Q. And at the time of that annual visit, did you -- did you raise the issue of discontinuing Prempro or did she?

A. I don't recall which one of us did, whether it was her -- I -- I -- maybe the discussion came up about all the information that was out there.

Q. So at this point in time you had seen the articles --

A. Yes.

Q. -- regarding Prempro in or about the fall of 2002?

A. Yes.

Q. And what did Dr. Kim tell you about why she thought you should discontinue Prempro ?

A. With all the -- the information that was out there, ... it would be a good time for me to stop all hormone therapy.

Q. Do you remember anything specific, though, that she told you about the, quote, unquote, new information?

A. Um, well, the heart was one of them and, um, you know, with my family history and the heart, and of course breast cancer was always in there, so she thought it was better that we get off of it completely.

Q: ...about August of '03 you went to Scripps Clinic and under "Reason for today's visit," it says, "Follow-up discontinued Prempro."

A. Correct.

Q. Am I correct that -- so in or about July of '03 you were just phasing off of the Prempro ; right?

A. Right, she had me phase out.

The evidence indicates that Plaintiff stopped purchasing Defendants' HRT and "all hormone therapy" products as a result of learning of the "new information" regarding increased risk of disease. There is sufficient evidence by which a fact-finder could conclude that Plaintiff would not have purchased Defendants' HRT products in the first instance had all the information been available to her (or her physician) at the time of purchase. Therefore, the Court finds, for standing purposes, Plaintiff has offered evidence of an "injury-in fact" that is "fairly traceable to the challenged conduct." Despite Defendants' evidence to the contrary , the Court need only find evidence exists on which the fact-finder could reasonably find for the plaintiff. Plaintiff has met that burden.
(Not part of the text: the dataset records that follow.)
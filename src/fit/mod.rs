//! Forecast model fitting.
//!
//! Responsibilities:
//!
//! - place trend changepoints
//! - fit each candidate configuration (parallel)
//! - select the best configuration using BIC + guardrails

pub mod changepoints;
pub mod fitter;
pub mod selection;

pub use changepoints::*;
pub use fitter::*;
pub use selection::*;
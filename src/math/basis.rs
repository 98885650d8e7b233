//! Basis functions for the additive model.
//!
//! - Fourier terms for a period `P` and order `N`:
//!   `[sin(2π·1·t/P), cos(2π·1·t/P), ..., sin(2π·N·t/P), cos(2π·N·t/P)]`
//! - Hinge terms for piecewise-linear trends: `max(t - s, 0)`.

use std::f64::consts::PI;

/// Period of the yearly seasonality, in days.
pub const YEARLY_PERIOD_DAYS: f64 = 365.25;

/// Period of the weekly seasonality, in days.
pub const WEEKLY_PERIOD_DAYS: f64 = 7.0;

/// Fill `out` (length `2 * order`) with Fourier terms at time `t_days`.
///
/// # Panics
/// Panics if `out.len() < 2 * order`.
pub fn fill_fourier(t_days: f64, period: f64, order: usize, out: &mut [f64]) {
    for k in 0..order {
        let x = 2.0 * PI * (k as f64 + 1.0) * t_days / period;
        out[2 * k] = x.sin();
        out[2 * k + 1] = x.cos();
    }
}

/// Hinge term `max(t - s, 0)`.
pub fn hinge(t: f64, s: f64) -> f64 {
    (t - s).max(0.0)
}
Defendants offer evidence that: (1) since the study was published in 2002, the FDA has continued to approve HRT products for the relief of vasomotor symptoms and prevention of osteoporosis, doctors continue to prescribe it, and women continue to take it, see doc. nos. 353 at 8; 342-7 (current label for Premphase ® / Prempro ™), (2) California prescribers testified to having been aware of a risk of breast cancer throughout the class period and prescribing it for reasons other than to prevent or treat cardiovascular or Alzheimer's disease, doc. nos. 353 at 9; 342-11 (Winer Report.¶ 39); 342-12 (Winer Dep. 77:19-23; 140:21-141:10; 241:6-10, May 6, 2016) and (3) Plaintiff's physician testified that she prescribed HRT to Plaintiff and other California women primarily for the relief of vasomotor symptoms and prevention of bone loss. Doc. Nos. 341 at 9; 353 at 8; 342-10 (Vyenielo Dep. 83:3-9).

b. Reexamination of the Class Definition

The certified class is defined as follows:

All California consumers who purchased Wyeth's Hormone Replacement Therapy products, Premarin, Prempro, and/or Premphase, for personal consumption

between January 1995 and January 2003, and who do not seek personal injury damages resulting therefrom.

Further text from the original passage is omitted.